Something that often gets ignored when evaluating and discussing sports science, is the concept of standardization. It’s neither sexy nor exciting, but it is a crucial component when it comes to data collection processes and procedures, as well as analyses and interventions. Standardization must be used to ensure specific standards are met in order to allow us to make better decisions.
Reliability > Flexibility
In medicine, it is common for a physician to order lab tests to be performed as diagnostic tools for their patients. For example, a fasting blood glucose test is a blood test used to help diagnose diabetes or pre-diabetes. This test is standardized by requiring the patient to be fasted for at least 8 hours prior to taking the blood sample, to allow for improved reliability and validity of the test results. We could easily make this test more “flexible” by allowing it to be done regardless of fasting, however this flexibility does not improve this diagnostic tool, it actually jeopardizes the accuracy of the assessment.
Another great example of standardization comes from the World Health Organization in the form of the International Statistical Classification of Disease and Related Health Problems, or ICD for short. Current in its tenth revision, the ICD-10 is used world-wide to standardize the definitions of different ailments or injuries. This standardization allows transparency across the globe, as well as encourages aggregation of data to allow for information from all across the world to be merged and further insights to be found.

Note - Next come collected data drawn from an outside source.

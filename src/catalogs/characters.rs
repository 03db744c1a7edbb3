//! Character catalog manager
//!
//! Characters are instances without a template table; the linking pass
//! resolves their owning account instead. An unknown account is a
//! data-quality warning, not a load failure.

use std::sync::Arc;

use async_trait::async_trait;
use parking_lot::RwLock;
use tracing::{info, warn};

use crate::db::{Row, TableSchema};
use crate::error::DataError;
use crate::manager::{
    map_rows, Catalog, CatalogEntry, DatabaseManager, ManagedSystem, ManagerCore,
};

use super::accounts::{Account, AccountManager};

#[derive(Debug, Clone)]
pub struct Character {
    pub id: i64,
    pub account_id: i64,
    pub name: String,
    pub level: i64,
    pub health: f64,
    pub max_health: f64,
    pub pos_x: f64,
    pub pos_y: f64,
    pub pos_z: f64,
    pub last_seen: Option<chrono::DateTime<chrono::Utc>>,
    pub account: Option<Arc<Account>>,
}

impl Character {
    fn from_row(row: &Row) -> Result<Self, DataError> {
        let id = row
            .id("id")
            .ok_or_else(|| DataError::mapping("characters", "id", "missing or invalid ID"))?;
        Ok(Self {
            id,
            account_id: row.int_or("account_id", 0),
            name: row.text_or("name", ""),
            level: row.int_or("level", 1),
            health: row.float_or("health", 100.0),
            max_health: row.float_or("max_health", 100.0),
            pos_x: row.float_or("pos_x", 0.0),
            pos_y: row.float_or("pos_y", 0.0),
            pos_z: row.float_or("pos_z", 0.0),
            last_seen: row.timestamp("last_seen"),
            account: None,
        })
    }

    fn to_row(&self) -> Row {
        Row::new()
            .with("account_id", self.account_id)
            .with("name", self.name.as_str())
            .with("level", self.level)
            .with("health", self.health)
            .with("max_health", self.max_health)
            .with("pos_x", self.pos_x)
            .with("pos_y", self.pos_y)
            .with("pos_z", self.pos_z)
    }
}

impl CatalogEntry for Character {
    fn id(&self) -> i64 {
        self.id
    }
    fn label(&self) -> &str {
        &self.name
    }
}

fn characters_schema() -> TableSchema {
    TableSchema::new("characters")
        .column("id", "INTEGER PRIMARY KEY AUTOINCREMENT")
        .column("account_id", "INTEGER NOT NULL")
        .column("name", "TEXT NOT NULL DEFAULT ''")
        .column("level", "INTEGER NOT NULL DEFAULT 1")
        .column("health", "REAL NOT NULL DEFAULT 100")
        .column("max_health", "REAL NOT NULL DEFAULT 100")
        .column("pos_x", "REAL NOT NULL DEFAULT 0")
        .column("pos_y", "REAL NOT NULL DEFAULT 0")
        .column("pos_z", "REAL NOT NULL DEFAULT 0")
        .column("last_seen", "DATETIME")
}

pub struct CharacterManager {
    core: ManagerCore,
    accounts: Arc<AccountManager>,
    characters: RwLock<Catalog<Character>>,
}

impl CharacterManager {
    pub fn new(database: Arc<DatabaseManager>, accounts: Arc<AccountManager>) -> Arc<Self> {
        Arc::new(Self {
            core: ManagerCore::new("characters", Some(database)),
            accounts,
            characters: RwLock::new(Catalog::new()),
        })
    }

    fn guard(&self, request: &str) -> bool {
        if !self.core.is_initialized() {
            warn!(manager = "characters", request, "catalog queried before initialization");
            return false;
        }
        true
    }

    pub fn character(&self, id: i64) -> Option<Arc<Character>> {
        if !self.guard("character") {
            return None;
        }
        self.characters.read().get(id)
    }

    pub fn character_by_name(&self, name: &str) -> Option<Arc<Character>> {
        if !self.guard("character_by_name") {
            return None;
        }
        self.characters.read().get_by_name(name)
    }

    pub fn characters(&self) -> Vec<Arc<Character>> {
        if !self.guard("characters") {
            return Vec::new();
        }
        self.characters.read().all()
    }

    pub fn characters_for_account(&self, account_id: i64) -> Vec<Arc<Character>> {
        if !self.guard("characters_for_account") {
            return Vec::new();
        }
        self.characters
            .read()
            .all()
            .into_iter()
            .filter(|c| c.account_id == account_id)
            .collect()
    }

    pub async fn create_character(&self, account_id: i64, name: &str) -> Option<Arc<Character>> {
        if !self.guard("create_character") {
            return None;
        }
        let account = self.accounts.account(account_id);
        if account.is_none() {
            warn!(account_id, "creating character for unknown account");
        }
        let character = Character {
            id: 0,
            account_id,
            name: name.to_string(),
            level: 1,
            health: 100.0,
            max_health: 100.0,
            pos_x: 0.0,
            pos_y: 0.0,
            pos_z: 0.0,
            last_seen: None,
            account,
        };
        let id = self
            .core
            .insert_row("characters", &character.to_row())
            .await?;
        let character = Arc::new(Character { id, ..character });
        self.characters.write().insert(Arc::clone(&character));
        info!(id, name, "character created");
        Some(character)
    }

    /// Persist changed character fields and replace the catalog entry
    pub async fn update_character(&self, mut character: Character) -> bool {
        if !self.guard("update_character") {
            return false;
        }
        if !self.characters.read().contains(character.id) {
            warn!(character_id = character.id, "update_character on unknown character");
            return false;
        }
        let ok = self
            .core
            .update_rows(
                "characters",
                &character.to_row(),
                "id = ?",
                &[character.id.into()],
            )
            .await;
        if !ok {
            return false;
        }
        character.account = self.accounts.account(character.account_id);
        self.characters.write().insert(Arc::new(character));
        true
    }

    pub async fn delete_character(&self, id: i64) -> bool {
        if !self.guard("delete_character") {
            return false;
        }
        if !self
            .core
            .delete_rows("characters", "id = ?", &[id.into()])
            .await
        {
            return false;
        }
        self.characters.write().remove(id);
        true
    }
}

#[async_trait]
impl ManagedSystem for CharacterManager {
    fn core(&self) -> &ManagerCore {
        &self.core
    }

    async fn initialize(self: Arc<Self>) -> Result<(), DataError> {
        let schema = characters_schema();
        if !self.core.ensure_table(&schema).await {
            return Err(DataError::Schema {
                table: schema.table().to_string(),
                detail: "table could not be ensured".to_string(),
            });
        }

        let rows = self
            .core
            .query_rows("SELECT * FROM characters ORDER BY id", &[])
            .await
            .ok_or_else(|| DataError::QueryExecution {
                detail: "character load failed".to_string(),
            })?;
        let characters = map_rows("characters", &rows, Character::from_row);

        {
            let mut catalog = self.characters.write();
            catalog.clear();
            for mut character in characters {
                character.account = self.accounts.account(character.account_id);
                if character.account.is_none() {
                    warn!(
                        character_id = character.id,
                        account_id = character.account_id,
                        "character references missing account"
                    );
                }
                catalog.insert(Arc::new(character));
            }
        }

        info!(
            characters = self.characters.read().len(),
            "character catalog loaded"
        );
        self.core.notify_data_loaded();
        Ok(())
    }
}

When it comes to sports science, the classification and standardization of injuries is also a common problem. Different to some other injury management systems, we utilize the Orchard Sports Injury Classification System (OSICS). The OSICS system, also in its tenth revision, is one of the world’s most commonly used systems for coding injury diagnosis in sports injury surveillance systems. Are all “broken foot” injuries created equally? What about “knee ligament sprains”? What is a “knee ligament strain”? This classification system can improve communication and transparency within an organization, as well as insuring the injury data is reliable. This again allows for aggregation which expedites the ability to validate predictive models and define best practices. Without standardization, the research used to validate our theories and hypotheses as coaches would not be able to exist. Standardization has allowed us to stand on the shoulders of giants.
Clarity > Complexity
A subtler way the above blood test is standardized, is simply within the test itself. A blood sample is collected, and the concentration of glucose in the blood is measured. We could easily make this test more “complex” by also measuring insulin, electrolytes, or even free testosterone. But again, adding complexity does not add value. Adding more often simply causes confusion. This standardization of testing helps to hold practitioners accountable and eliminate distractions that could interfere with interventions.

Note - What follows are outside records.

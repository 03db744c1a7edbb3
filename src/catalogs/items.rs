//! Item catalog manager
//!
//! Loads two tables: `item_templates` (base definitions shared by many
//! items) and `items` (individually identified instances carrying
//! durability / rolled-stat / quantity overrides plus a `template_id`
//! foreign key). After both loads, a linking pass resolves each instance's
//! template reference; a missing template is a data-quality warning, never
//! a load failure.

use std::sync::Arc;

use async_trait::async_trait;
use parking_lot::RwLock;
use tracing::{info, warn};

use crate::db::{Row, TableSchema};
use crate::error::DataError;
use crate::manager::{
    map_rows, Catalog, CatalogEntry, DatabaseManager, ManagedSystem, ManagerCore,
};

// ============================================================================
// Entities
// ============================================================================

/// Base item definition, immutable once loaded
#[derive(Debug, Clone)]
pub struct ItemTemplate {
    pub id: i64,
    pub name: String,
    pub slot: String,
    pub damage: f64,
    pub armor: f64,
    pub max_stack: i64,
    pub value: i64,
    pub created_at: Option<chrono::DateTime<chrono::Utc>>,
}

impl ItemTemplate {
    fn from_row(row: &Row) -> Result<Self, DataError> {
        let id = row
            .id("id")
            .ok_or_else(|| DataError::mapping("item_templates", "id", "missing or invalid ID"))?;
        Ok(Self {
            id,
            name: row.text_or("name", ""),
            slot: row.text_or("slot", ""),
            damage: row.float_or("damage", 0.0),
            armor: row.float_or("armor", 0.0),
            max_stack: row.int_or("max_stack", 1),
            value: row.int_or("value", 0),
            created_at: row.timestamp("created_at"),
        })
    }
}

impl CatalogEntry for ItemTemplate {
    fn id(&self) -> i64 {
        self.id
    }
    fn label(&self) -> &str {
        &self.name
    }
}

/// A concrete item instance referencing its template by ID
///
/// The template link is a lookup result, not ownership: when the template is
/// absent the instance stays valid with `template == None`.
#[derive(Debug, Clone)]
pub struct ItemInstance {
    pub id: i64,
    pub template_id: i64,
    pub quantity: i64,
    pub durability: f64,
    pub bonus_damage: f64,
    pub template: Option<Arc<ItemTemplate>>,
}

impl ItemInstance {
    fn from_row(row: &Row) -> Result<Self, DataError> {
        let id = row
            .id("id")
            .ok_or_else(|| DataError::mapping("items", "id", "missing or invalid ID"))?;
        Ok(Self {
            id,
            template_id: row.int_or("template_id", 0),
            quantity: row.int_or("quantity", 1),
            durability: row.float_or("durability", 1.0),
            bonus_damage: row.float_or("bonus_damage", 0.0),
            template: None,
        })
    }

    fn to_row(&self) -> Row {
        Row::new()
            .with("template_id", self.template_id)
            .with("quantity", self.quantity)
            .with("durability", self.durability)
            .with("bonus_damage", self.bonus_damage)
    }
}

impl CatalogEntry for ItemInstance {
    fn id(&self) -> i64 {
        self.id
    }
}

// ============================================================================
// Schemas
// ============================================================================

fn templates_schema() -> TableSchema {
    TableSchema::new("item_templates")
        .column("id", "INTEGER PRIMARY KEY AUTOINCREMENT")
        .column("name", "TEXT NOT NULL DEFAULT ''")
        .column("slot", "TEXT NOT NULL DEFAULT ''")
        .column("damage", "REAL NOT NULL DEFAULT 0")
        .column("armor", "REAL NOT NULL DEFAULT 0")
        .column("max_stack", "INTEGER NOT NULL DEFAULT 1")
        .column("value", "INTEGER NOT NULL DEFAULT 0")
        .column("created_at", "DATETIME DEFAULT CURRENT_TIMESTAMP")
}

fn items_schema() -> TableSchema {
    TableSchema::new("items")
        .column("id", "INTEGER PRIMARY KEY AUTOINCREMENT")
        .column("template_id", "INTEGER NOT NULL")
        .column("quantity", "INTEGER NOT NULL DEFAULT 1")
        .column("durability", "REAL NOT NULL DEFAULT 1.0")
        .column("bonus_damage", "REAL NOT NULL DEFAULT 0")
}

// ============================================================================
// Manager
// ============================================================================

pub struct ItemManager {
    core: ManagerCore,
    templates: RwLock<Catalog<ItemTemplate>>,
    items: RwLock<Catalog<ItemInstance>>,
}

impl ItemManager {
    pub fn new(database: Arc<DatabaseManager>) -> Arc<Self> {
        Arc::new(Self {
            core: ManagerCore::new("items", Some(database)),
            templates: RwLock::new(Catalog::new()),
            items: RwLock::new(Catalog::new()),
        })
    }

    fn guard(&self, request: &str) -> bool {
        if !self.core.is_initialized() {
            warn!(manager = "items", request, "catalog queried before initialization");
            return false;
        }
        true
    }

    // ------------------------------------------------------------------------
    // Getters (synchronous; valid only once initialized)
    // ------------------------------------------------------------------------

    pub fn template(&self, id: i64) -> Option<Arc<ItemTemplate>> {
        if !self.guard("template") {
            return None;
        }
        self.templates.read().get(id)
    }

    pub fn template_by_name(&self, name: &str) -> Option<Arc<ItemTemplate>> {
        if !self.guard("template_by_name") {
            return None;
        }
        self.templates.read().get_by_name(name)
    }

    pub fn templates(&self) -> Vec<Arc<ItemTemplate>> {
        if !self.guard("templates") {
            return Vec::new();
        }
        self.templates.read().all()
    }

    pub fn template_count(&self) -> usize {
        if !self.guard("template_count") {
            return 0;
        }
        self.templates.read().len()
    }

    pub fn item(&self, id: i64) -> Option<Arc<ItemInstance>> {
        if !self.guard("item") {
            return None;
        }
        self.items.read().get(id)
    }

    pub fn items(&self) -> Vec<Arc<ItemInstance>> {
        if !self.guard("items") {
            return Vec::new();
        }
        self.items.read().all()
    }

    pub fn item_count(&self) -> usize {
        if !self.guard("item_count") {
            return 0;
        }
        self.items.read().len()
    }

    // ------------------------------------------------------------------------
    // Runtime mutations: database first, then in-memory sync. A failed
    // database call leaves the catalogs untouched.
    // ------------------------------------------------------------------------

    pub async fn create_template(
        &self,
        name: &str,
        slot: &str,
        damage: f64,
        armor: f64,
        max_stack: i64,
        value: i64,
    ) -> Option<Arc<ItemTemplate>> {
        if !self.guard("create_template") {
            return None;
        }
        let row = Row::new()
            .with("name", name)
            .with("slot", slot)
            .with("damage", damage)
            .with("armor", armor)
            .with("max_stack", max_stack)
            .with("value", value);
        let id = self.core.insert_row("item_templates", &row).await?;
        let template = Arc::new(ItemTemplate {
            id,
            name: name.to_string(),
            slot: slot.to_string(),
            damage,
            armor,
            max_stack,
            value,
            created_at: None,
        });
        self.templates.write().insert(Arc::clone(&template));
        info!(id, name, "item template created");
        Some(template)
    }

    pub async fn create_item(&self, template_id: i64, quantity: i64) -> Option<Arc<ItemInstance>> {
        if !self.guard("create_item") {
            return None;
        }
        let template = self.templates.read().get(template_id);
        if template.is_none() {
            warn!(template_id, "creating item for unknown template");
        }
        let instance = ItemInstance {
            id: 0,
            template_id,
            quantity,
            durability: 1.0,
            bonus_damage: 0.0,
            template,
        };
        let id = self.core.insert_row("items", &instance.to_row()).await?;
        let instance = Arc::new(ItemInstance { id, ..instance });
        self.items.write().insert(Arc::clone(&instance));
        Some(instance)
    }

    /// Persist changed instance fields and replace the catalog entry
    pub async fn update_item(&self, mut item: ItemInstance) -> bool {
        if !self.guard("update_item") {
            return false;
        }
        if !self.items.read().contains(item.id) {
            warn!(item_id = item.id, "update_item on unknown item instance");
            return false;
        }
        let ok = self
            .core
            .update_rows("items", &item.to_row(), "id = ?", &[item.id.into()])
            .await;
        if !ok {
            return false;
        }
        item.template = self.templates.read().get(item.template_id);
        self.items.write().insert(Arc::new(item));
        true
    }

    pub async fn delete_item(&self, id: i64) -> bool {
        if !self.guard("delete_item") {
            return false;
        }
        if !self.core.delete_rows("items", "id = ?", &[id.into()]).await {
            return false;
        }
        self.items.write().remove(id);
        true
    }

    /// Delete a template. Dependent instances are orphaned, never cascaded:
    /// they keep their resolved link until the next reload re-links them to
    /// `None`.
    pub async fn delete_template(&self, id: i64) -> bool {
        if !self.guard("delete_template") {
            return false;
        }
        if !self
            .core
            .delete_rows("item_templates", "id = ?", &[id.into()])
            .await
        {
            return false;
        }
        self.templates.write().remove(id);
        true
    }
}

#[async_trait]
impl ManagedSystem for ItemManager {
    fn core(&self) -> &ManagerCore {
        &self.core
    }

    async fn initialize(self: Arc<Self>) -> Result<(), DataError> {
        for schema in [templates_schema(), items_schema()] {
            if !self.core.ensure_table(&schema).await {
                return Err(DataError::Schema {
                    table: schema.table().to_string(),
                    detail: "table could not be ensured".to_string(),
                });
            }
        }

        let rows = self
            .core
            .query_rows("SELECT * FROM item_templates ORDER BY id", &[])
            .await
            .ok_or_else(|| DataError::QueryExecution {
                detail: "item template load failed".to_string(),
            })?;
        let templates = map_rows("item_templates", &rows, ItemTemplate::from_row);
        {
            let mut catalog = self.templates.write();
            catalog.clear();
            for template in templates {
                catalog.insert(Arc::new(template));
            }
        }

        let rows = self
            .core
            .query_rows("SELECT * FROM items ORDER BY id", &[])
            .await
            .ok_or_else(|| DataError::QueryExecution {
                detail: "item instance load failed".to_string(),
            })?;
        let instances = map_rows("items", &rows, ItemInstance::from_row);

        // Linking pass: resolve template references; misses are warnings
        {
            let templates = self.templates.read();
            let mut catalog = self.items.write();
            catalog.clear();
            for mut item in instances {
                item.template = templates.get(item.template_id);
                if item.template.is_none() {
                    warn!(
                        item_id = item.id,
                        template_id = item.template_id,
                        "item references missing template"
                    );
                }
                catalog.insert(Arc::new(item));
            }
        }

        info!(
            templates = self.templates.read().len(),
            items = self.items.read().len(),
            "item catalogs loaded"
        );
        self.core.notify_data_loaded();
        Ok(())
    }
}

T-scores are a statistical tool used to transform an individual data point into a standardized score to allow for easier interpretation. In medicine, t-scores are commonly used to standardize data from DXA scans which are used to measure bone mineral density (BMD) to help with the diagnosis of osteoporosis. Instead of giving a patient their average bone mineral density in g/cm^2, a t-score is provided with 50 being the mean or average. This standardization allows us to get meaning out of complex data, putting the numbers into context. It would be possible to provide the raw BMD data for this patient, even give a breakdown of each different limb. But again, this additional information isn’t of any value, especially out of context. Without standardization, there is nothing to hold practitioners accountable to focus on what is important, not “what else can I look at?”

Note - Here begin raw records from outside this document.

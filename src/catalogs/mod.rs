//! Concrete catalog managers
//!
//! Each manager is one parameterization of the bootstrap-and-catalog
//! pattern: declare schemas, bulk load, map rows to typed entities, link
//! foreign keys in memory, publish readiness.

pub mod accounts;
pub mod characters;
pub mod crafting;
pub mod inventory;
pub mod items;
pub mod resources;

pub use accounts::{Account, AccountManager};
pub use characters::{Character, CharacterManager};
pub use crafting::{CraftingManager, Recipe, RecipeIngredient};
pub use inventory::{InventoryManager, InventorySlot};
pub use items::{ItemInstance, ItemManager, ItemTemplate};
pub use resources::{ResourceManager, ResourceNode, ResourceTemplate};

Standardization is a Prerequisite
Reliaable data collection must involve standard procedures, (when do I turn the GPS unit on?) and standardized variables (what is meaningful?). Aggregation requires standardized datasets (which “rotator cuff” strain?) and data depth (how many years of data are collected?). Good coaching requires standardized movement (how deep do you squat?) and standardized programming (what is your intent?).
Standardization is what allows decisions to be made based on the best available knowledge. Don’t jeopardize science for the sake of being flexible.